Credit card companies have found a new way to get Americans hooked on credit—this time by targeting their biggest monthly expense.

As The Wall Street Journal reported, Wells Fargo and fintech startup Bilt Technologies launched a new credit card in 2022 that allows users to pay for rent without incurring landlord fees.

Like other credit cards, the program allows users to earn rewards every time they pay rent.

In the first 18 months, the program attracted more than 1 million users, many of whom were young adults. Thanks to the rapid growth, the fintech startup amassed a whopping $3.1 billion valuation.

Before Bilt Technologies came along, most landlords refused to let their tenants pay with a credit card because of the fees associated with it. Now, if they accept a Bilt co-branded credit card, they don’t incur any fees.

With billions of dollars flowing into Bilt, it seems reasonable that Americans will soon have more options for paying rent using a credit card. In addition to Wells Fargo, Bilt has deals with Blackstone and Mastercard—two of the largest credit companies in the world.

Experts warn this could be a slippery slope for highly indebted Americans who have nowhere else to turn.

Credit addiction meets rent: A dangerous combo

Americans have long been taught that their rent payments shouldn’t exceed 30% of their monthly income. Unfortunately, for many tenants, rapid inflation since the pandemic has made this threshold almost impossible to maintain.

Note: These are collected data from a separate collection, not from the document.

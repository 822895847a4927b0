//! User persistence and Telegram surface for the spread scanner.
//!
//! This crate provides:
//! - SQLite-backed user registration and premium-expiry gating
//! - Opportunity history recording
//! - The Telegram command adapter over the arbitrage query facade

pub mod db;
pub mod telegram;

pub use db::Database;
pub use telegram::{SpreadBot, TierSettings};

According to CoreLogic, the average U.S. rent-to-income ratio is around 40%, making the current rental environment one of the least affordable in history.

CoreLogic also estimates that nearly 70% of renter households have a gross income that’s less than the U.S. average. That means many tenants are one emergency or unexpected expense away from falling into serious financial hardship.

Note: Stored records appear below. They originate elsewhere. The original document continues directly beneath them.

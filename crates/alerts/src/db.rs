//! SQLite database for users and opportunity history.

use spreadscan_core::ArbitrageOpportunity;
use sqlx::sqlite::{SqliteConnectOptions, SqlitePool, SqlitePoolOptions};
use std::str::FromStr;
use thiserror::Error;

#[derive(Error, Debug)]
pub enum DbError {
    #[error("Database error: {0}")]
    Sqlx(#[from] sqlx::Error),
}

/// A registered chat user.
#[derive(Debug, Clone, PartialEq)]
pub struct User {
    pub user_id: i64,
    pub username: String,
    /// Premium subscription expiry, SQLite datetime text (UTC). `None`
    /// means the user never had premium.
    pub premium_until: Option<String>,
}

/// Database connection for users and history.
#[derive(Clone)]
pub struct Database {
    pool: SqlitePool,
}

impl Database {
    /// Connect to SQLite database at the given path.
    pub async fn connect(database_url: &str) -> Result<Self, DbError> {
        let options = SqliteConnectOptions::from_str(database_url)?
            .create_if_missing(true)
            .journal_mode(sqlx::sqlite::SqliteJournalMode::Wal);

        let pool = SqlitePoolOptions::new()
            .max_connections(5)
            .connect_with(options)
            .await?;

        let db = Self { pool };
        db.run_migrations().await?;
        Ok(db)
    }

    /// Run database migrations.
    async fn run_migrations(&self) -> Result<(), DbError> {
        sqlx::query(
            r#"
            CREATE TABLE IF NOT EXISTS users (
                user_id INTEGER PRIMARY KEY,
                username TEXT NOT NULL DEFAULT '',
                premium_until DATETIME,
                created_at DATETIME DEFAULT CURRENT_TIMESTAMP
            )
            "#,
        )
        .execute(&self.pool)
        .await?;

        sqlx::query(
            r#"
            CREATE TABLE IF NOT EXISTS opportunity_history (
                id INTEGER PRIMARY KEY AUTOINCREMENT,
                symbol TEXT NOT NULL,
                buy_exchange TEXT NOT NULL,
                sell_exchange TEXT NOT NULL,
                buy_price REAL NOT NULL,
                sell_price REAL NOT NULL,
                profit_percent REAL NOT NULL,
                created_at DATETIME DEFAULT CURRENT_TIMESTAMP
            )
            "#,
        )
        .execute(&self.pool)
        .await?;

        sqlx::query(
            r#"
            CREATE INDEX IF NOT EXISTS idx_history_symbol
            ON opportunity_history(symbol, created_at)
            "#,
        )
        .execute(&self.pool)
        .await?;

        Ok(())
    }

    /// Register a user or refresh their username. Premium state is kept.
    pub async fn upsert_user(&self, user_id: i64, username: &str) -> Result<(), DbError> {
        sqlx::query(
            r#"
            INSERT INTO users (user_id, username) VALUES (?, ?)
            ON CONFLICT(user_id) DO UPDATE SET username = excluded.username
            "#,
        )
        .bind(user_id)
        .bind(username)
        .execute(&self.pool)
        .await?;

        Ok(())
    }

    pub async fn get_user(&self, user_id: i64) -> Result<Option<User>, DbError> {
        let row = sqlx::query_as::<_, (i64, String, Option<String>)>(
            "SELECT user_id, username, premium_until FROM users WHERE user_id = ?",
        )
        .bind(user_id)
        .fetch_optional(&self.pool)
        .await?;

        Ok(row.map(|(user_id, username, premium_until)| User {
            user_id,
            username,
            premium_until,
        }))
    }

    /// The tiered access gate: is this user's subscription still running?
    ///
    /// Compares the persisted expiry against current time inside SQLite;
    /// an unknown user or an elapsed expiry is simply `false`.
    pub async fn is_premium(&self, user_id: i64) -> Result<bool, DbError> {
        let count = sqlx::query_scalar::<_, i64>(
            r#"
            SELECT COUNT(*) FROM users
            WHERE user_id = ? AND premium_until IS NOT NULL AND premium_until > datetime('now')
            "#,
        )
        .bind(user_id)
        .fetch_one(&self.pool)
        .await?;

        Ok(count > 0)
    }

    /// Grant or extend premium until the given UTC timestamp.
    pub async fn grant_premium(
        &self,
        user_id: i64,
        until: chrono::DateTime<chrono::Utc>,
    ) -> Result<(), DbError> {
        let until = until.format("%Y-%m-%d %H:%M:%S").to_string();
        sqlx::query(
            r#"
            INSERT INTO users (user_id, premium_until) VALUES (?, ?)
            ON CONFLICT(user_id) DO UPDATE SET premium_until = excluded.premium_until
            "#,
        )
        .bind(user_id)
        .bind(until)
        .execute(&self.pool)
        .await?;

        Ok(())
    }

    /// Record a surfaced opportunity.
    pub async fn record_opportunity(&self, opp: &ArbitrageOpportunity) -> Result<(), DbError> {
        sqlx::query(
            r#"
            INSERT INTO opportunity_history
                (symbol, buy_exchange, sell_exchange, buy_price, sell_price, profit_percent)
            VALUES (?, ?, ?, ?, ?, ?)
            "#,
        )
        .bind(opp.symbol.as_str())
        .bind(opp.buy_exchange.as_str())
        .bind(opp.sell_exchange.as_str())
        .bind(opp.buy_price)
        .bind(opp.sell_price)
        .bind(opp.profit_percent)
        .execute(&self.pool)
        .await?;

        Ok(())
    }

    /// Clean up old history entries (older than days).
    pub async fn cleanup_old_history(&self, days: i64) -> Result<u64, DbError> {
        let result = sqlx::query(
            "DELETE FROM opportunity_history WHERE created_at < datetime('now', ? || ' days')",
        )
        .bind(-days)
        .execute(&self.pool)
        .await?;

        Ok(result.rows_affected())
    }
}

It’s easy to see why someone in this situation would lean on their credit cards to pay for rent.

American consumers collectively owed $1.12 trillion in credit card debt in the first quarter. According to data from the New York Fed and U.S. Census Bureau, a typical household racks up nearly $8,000 in credit card debt each year.

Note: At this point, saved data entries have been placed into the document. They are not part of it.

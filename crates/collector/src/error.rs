//! Error types for collection operations.

use thiserror::Error;

/// Errors that can occur while fetching or decoding one exchange's tickers.
///
/// These never cross the collector boundary: a failed exchange contributes
/// an empty price map for the cycle and the error is logged.
#[derive(Debug, Error)]
pub enum CollectError {
    #[error("request failed: {0}")]
    Transport(String),

    #[error("HTTP status {0}")]
    Status(u16),

    #[error("failed to decode response: {0}")]
    Decode(String),

    #[error("request timed out")]
    Timeout,
}

impl From<reqwest::Error> for CollectError {
    fn from(err: reqwest::Error) -> Self {
        if err.is_timeout() {
            CollectError::Timeout
        } else if let Some(status) = err.status() {
            CollectError::Status(status.as_u16())
        } else {
            CollectError::Transport(err.to_string())
        }
    }
}

impl From<serde_json::Error> for CollectError {
    fn from(err: serde_json::Error) -> Self {
        CollectError::Decode(err.to_string())
    }
}
//! Core data types for the spread scanner.

pub mod exchange;
pub mod opportunity;
pub mod quote;
pub mod symbol;

pub use exchange::*;
pub use opportunity::*;
pub use quote::*;
pub use symbol::*;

Making matters worse, delinquency rates are surging, especially among lower-income borrowers who make up a large portion of the rental market.

“You have these noticeable pockets of consumers—mostly middle- and lower-income renters who have not benefitted from the wealth effect of higher housing prices and stock prices—who are feeling financial stress, and that’s driving up these delinquency levels,” said Warren Kornfeld, a senior vice president at Moody’s.

It’s for these reasons that experts warn that consumers shouldn’t be using any form of credit to pay for rent unless it’s an emergency.

“If you have no other way to keep a roof over your head, then using a card could buy you a few months to get back on your feet financially,” said John Ulzheimer, a financial expert who used to work at FICO and Equifax.